EXERCISE DESCRIPTION - Nothing beyond the line containing "const REJECTED_REMARKS: [&str;" should be printed; print each line exactly from the first line of the listing below through it.

TASK DATA -
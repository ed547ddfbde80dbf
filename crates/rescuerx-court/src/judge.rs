//! The judge's ruling on the top drug.

use rescuerx_common::models::{JudgeLabel, JudgePoint};
use rescuerx_common::probe::{as_number, field, first_truthy, items, text_of};
use rescuerx_common::text::{format_number, safe_string};
use serde_json::Value;

const FAVORABLE_SCORE: f64 = 70.0;
const CONDITIONAL_SCORE: f64 = 50.0;

const ACCEPTED_REMARKS: [&str; 2] = [
    "The court finds this argument materially persuasive and central to the case for repurposing.",
    "This evidence corroborates the broader mechanistic rationale and strengthens the overall case.",
];

const REJECTED_REMARKS: [&str; 2] = [
    "The court finds the Skeptic's objection on this point to be substantiated and material to the risk assessment.",
    "This concern represents a significant barrier that must be addressed before clinical advancement.",
];

fn ruling_text(score: f64) -> (&'static str, &'static str) {
    if score >= FAVORABLE_SCORE {
        ("FAVORABLE", "The evidence strongly supports clinical pursuit.")
    } else if score >= CONDITIONAL_SCORE {
        ("CONDITIONAL", "The evidence warrants further investigation under specific conditions.")
    } else {
        ("UNFAVORABLE", "The evidence is insufficient to justify clinical investment at this time.")
    }
}

fn point(label: JudgeLabel, text: String) -> JudgePoint {
    JudgePoint { label, text }
}

/// Find the verdict for `drug` (case-insensitive exact name match).
fn find_verdict<'a>(doc: &'a Value, drug: &str) -> Option<&'a Value> {
    let target = drug.to_uppercase();
    items(field(doc, "verdicts"))
        .into_iter()
        .find(|v| text_of(first_truthy(v, &["drug_name"])).to_uppercase() == target)
}

/// Labelled ruling for one drug: RULING, up to two EVIDENCE ACCEPTED and
/// two EVIDENCE REJECTED points, CONDITIONS when the drug passes and has next
/// steps, and a FINAL ORDER. Unknown drugs get no ruling.
pub fn build_ruling(verdicts_doc: Option<&Value>, drug: &str) -> Vec<JudgePoint> {
    let Some(v) = verdicts_doc.and_then(|doc| find_verdict(doc, drug)) else {
        return Vec::new();
    };
    let mut points = Vec::new();

    let score = first_truthy(v, &["rescue_score"]).and_then(as_number).unwrap_or(0.0);
    let name = first_truthy(v, &["drug_name"]).map(safe_string).unwrap_or_else(|| drug.to_string());
    let (ruling, rationale) = ruling_text(score);
    points.push(point(
        JudgeLabel::Ruling,
        format!(
            "This court renders a {ruling} verdict on {name} with a rescue score of {}/100. {rationale}",
            format_number(score)
        ),
    ));

    for (strength, remark) in items(field(v, "strengths")).into_iter().zip(ACCEPTED_REMARKS) {
        points.push(point(JudgeLabel::EvidenceAccepted, format!("{}. {remark}", safe_string(strength))));
    }
    for (risk, remark) in items(field(v, "risks")).into_iter().zip(REJECTED_REMARKS) {
        points.push(point(JudgeLabel::EvidenceRejected, format!("{}. {remark}", safe_string(risk))));
    }

    let next_steps: Vec<String> = items(field(v, "next_steps")).into_iter().take(2).map(safe_string).collect();
    if score >= CONDITIONAL_SCORE && !next_steps.is_empty() {
        points.push(point(
            JudgeLabel::Conditions,
            format!(
                "This verdict is contingent on the following: {}. Failure to meet these conditions voids this recommendation.",
                next_steps.join(". ")
            ),
        ));
    }

    let order = text_of(first_truthy(v, &["investment_recommendation", "verdict"]));
    if !order.is_empty() {
        let timeline = match first_truthy(v, &["timeline_estimate"]) {
            Some(t) => format!(" Expected timeline: {}.", safe_string(t)),
            None => String::new(),
        };
        points.push(point(JudgeLabel::FinalOrder, format!("{order}{timeline}")));
    }

    points
}

#[cfg(test)]
mod tests {
    use super::*;
    use pretty_assertions::assert_eq;
    use rescuerx_test_utils::glioblastoma_verdicts;
    use serde_json::json;

    fn labels(points: &[JudgePoint]) -> Vec<JudgeLabel> {
        points.iter().map(|p| p.label).collect()
    }

    #[test]
    fn test_favorable_ruling_structure() {
        let points = build_ruling(Some(&glioblastoma_verdicts()), "bevacizumab");
        use JudgeLabel::*;
        assert_eq!(
            labels(&points),
            vec![Ruling, EvidenceAccepted, EvidenceAccepted, EvidenceRejected, EvidenceRejected, Conditions, FinalOrder]
        );
        assert_eq!(
            points[0].text,
            "This court renders a FAVORABLE verdict on BEVACIZUMAB with a rescue score of 75/100. \
             The evidence strongly supports clinical pursuit."
        );
        assert_eq!(
            points[1].text,
            "Strong KG signal at the 99th percentile. The court finds this argument materially persuasive \
             and central to the case for repurposing."
        );
        assert_eq!(
            points[5].text,
            "This verdict is contingent on the following: Run a biomarker-selected Phase II. \
             Characterise BBB penetration. Failure to meet these conditions voids this recommendation."
        );
        assert_eq!(
            points[6].text,
            "Fund a biomarker-driven Phase II study Expected timeline: 3-5 years."
        );
    }

    #[test]
    fn test_conditional_ruling_without_timeline() {
        let points = build_ruling(Some(&glioblastoma_verdicts()), "VALPROIC ACID");
        assert!(points[0].text.contains("CONDITIONAL verdict on VALPROIC ACID with a rescue score of 55/100"));
        let last = points.last().unwrap();
        assert_eq!(last.label, JudgeLabel::FinalOrder);
        assert_eq!(last.text, "CONDITIONAL");
    }

    #[test]
    fn test_unfavorable_has_no_conditions() {
        let doc = json!({ "verdicts": [{
            "drug_name": "X1", "rescue_score": 32.5, "next_steps": ["More data"], "risks": ["Weak signal"]
        }] });
        let points = build_ruling(Some(&doc), "x1");
        assert_eq!(labels(&points), vec![JudgeLabel::Ruling, JudgeLabel::EvidenceRejected]);
        assert!(points[0].text.contains("UNFAVORABLE"));
        assert!(points[0].text.contains("32.5/100"));
    }

    #[test]
    fn test_zero_score_verdict_still_ruled() {
        let points = build_ruling(Some(&glioblastoma_verdicts()), "Disulfiram");
        assert_eq!(labels(&points), vec![JudgeLabel::Ruling, JudgeLabel::FinalOrder]);
        assert!(points[0].text.contains("score of 0/100"));
    }

    #[test]
    fn test_no_match() {
        assert!(build_ruling(Some(&glioblastoma_verdicts()), "Aspirin").is_empty());
        assert!(build_ruling(None, "Bevacizumab").is_empty());
        assert!(build_ruling(Some(&json!({})), "").is_empty());
    }
}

SOLVED PROBLEM -
repository ed547ddfbde80dbf
filename crates/rescuerx-court/src/judge.rs
//! The judge's ruling on the top drug.

use rescuerx_common::models::{JudgeLabel, JudgePoint};
use rescuerx_common::probe::{as_number, field, first_truthy, items, text_of};
use rescuerx_common::text::{format_number, safe_string};
use serde_json::Value;

const FAVORABLE_SCORE: f64 = 70.0;
const CONDITIONAL_SCORE: f64 = 50.0;

const ACCEPTED_REMARKS: [&str; 2] = [
    "The court finds this argument materially persuasive and central to the case for repurposing.",
    "This evidence corroborates the broader mechanistic rationale and strengthens the overall case.",
];

const REJECTED_REMARKS: [&str; 2] = [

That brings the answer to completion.